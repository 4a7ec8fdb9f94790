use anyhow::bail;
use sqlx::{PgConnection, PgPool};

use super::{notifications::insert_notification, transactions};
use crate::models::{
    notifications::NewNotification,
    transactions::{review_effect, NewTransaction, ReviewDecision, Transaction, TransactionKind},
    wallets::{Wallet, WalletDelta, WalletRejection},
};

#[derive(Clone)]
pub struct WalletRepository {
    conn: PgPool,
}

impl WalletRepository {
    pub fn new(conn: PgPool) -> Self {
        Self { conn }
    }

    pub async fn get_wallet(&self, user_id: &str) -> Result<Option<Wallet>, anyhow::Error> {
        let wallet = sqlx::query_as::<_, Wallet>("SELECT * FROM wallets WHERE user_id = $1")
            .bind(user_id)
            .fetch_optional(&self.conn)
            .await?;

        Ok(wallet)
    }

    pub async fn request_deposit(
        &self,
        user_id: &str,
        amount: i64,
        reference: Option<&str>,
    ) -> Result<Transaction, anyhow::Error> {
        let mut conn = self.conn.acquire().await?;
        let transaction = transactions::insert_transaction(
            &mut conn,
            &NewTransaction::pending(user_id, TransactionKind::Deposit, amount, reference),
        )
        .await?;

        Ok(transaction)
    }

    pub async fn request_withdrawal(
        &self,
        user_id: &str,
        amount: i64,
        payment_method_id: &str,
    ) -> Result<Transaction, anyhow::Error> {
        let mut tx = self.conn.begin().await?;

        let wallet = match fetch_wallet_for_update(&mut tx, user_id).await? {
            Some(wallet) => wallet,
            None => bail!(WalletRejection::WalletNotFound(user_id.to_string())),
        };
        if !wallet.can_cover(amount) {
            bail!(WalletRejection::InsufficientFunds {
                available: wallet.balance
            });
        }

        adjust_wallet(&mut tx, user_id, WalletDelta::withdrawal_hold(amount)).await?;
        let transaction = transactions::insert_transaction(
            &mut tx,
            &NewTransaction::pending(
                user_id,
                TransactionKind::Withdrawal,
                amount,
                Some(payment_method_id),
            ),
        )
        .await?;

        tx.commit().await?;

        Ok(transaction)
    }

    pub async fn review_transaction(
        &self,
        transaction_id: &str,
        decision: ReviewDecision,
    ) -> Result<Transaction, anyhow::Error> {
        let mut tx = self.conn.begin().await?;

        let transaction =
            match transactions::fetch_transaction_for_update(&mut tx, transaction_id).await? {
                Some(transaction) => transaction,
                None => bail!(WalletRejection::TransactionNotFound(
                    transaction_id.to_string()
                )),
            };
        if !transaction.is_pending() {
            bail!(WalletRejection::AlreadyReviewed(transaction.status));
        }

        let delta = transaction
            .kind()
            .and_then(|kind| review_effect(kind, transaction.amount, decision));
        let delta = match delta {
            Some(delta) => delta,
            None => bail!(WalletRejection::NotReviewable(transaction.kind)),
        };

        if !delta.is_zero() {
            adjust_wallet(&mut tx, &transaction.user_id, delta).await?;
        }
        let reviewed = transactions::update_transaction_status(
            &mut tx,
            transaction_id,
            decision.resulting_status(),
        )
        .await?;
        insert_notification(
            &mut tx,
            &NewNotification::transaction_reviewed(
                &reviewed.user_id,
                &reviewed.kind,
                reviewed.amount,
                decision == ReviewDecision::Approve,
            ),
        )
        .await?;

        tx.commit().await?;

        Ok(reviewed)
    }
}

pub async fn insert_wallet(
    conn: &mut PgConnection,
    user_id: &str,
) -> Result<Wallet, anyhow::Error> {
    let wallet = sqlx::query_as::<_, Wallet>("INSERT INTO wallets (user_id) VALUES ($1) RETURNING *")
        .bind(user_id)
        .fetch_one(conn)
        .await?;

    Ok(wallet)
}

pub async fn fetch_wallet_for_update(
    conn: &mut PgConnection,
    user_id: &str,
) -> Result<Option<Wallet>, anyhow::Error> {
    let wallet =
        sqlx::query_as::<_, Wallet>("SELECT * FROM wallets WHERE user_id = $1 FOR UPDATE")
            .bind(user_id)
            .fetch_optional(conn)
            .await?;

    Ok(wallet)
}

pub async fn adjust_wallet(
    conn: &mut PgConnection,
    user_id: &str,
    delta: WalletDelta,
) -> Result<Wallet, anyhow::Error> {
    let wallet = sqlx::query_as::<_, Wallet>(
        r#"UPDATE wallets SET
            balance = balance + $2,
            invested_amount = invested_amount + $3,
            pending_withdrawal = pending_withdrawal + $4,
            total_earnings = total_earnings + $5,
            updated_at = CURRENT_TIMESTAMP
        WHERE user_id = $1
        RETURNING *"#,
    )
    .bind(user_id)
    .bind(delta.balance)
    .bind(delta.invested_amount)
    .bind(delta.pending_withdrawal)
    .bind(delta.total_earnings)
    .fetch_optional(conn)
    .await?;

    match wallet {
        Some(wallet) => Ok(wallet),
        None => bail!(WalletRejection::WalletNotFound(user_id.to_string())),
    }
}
────
**AIM OF THE EXERCISE:**
How many lines in the data above contain the string "NewNotification"? Reply with only the number.

**RESPONSE BOX:**
2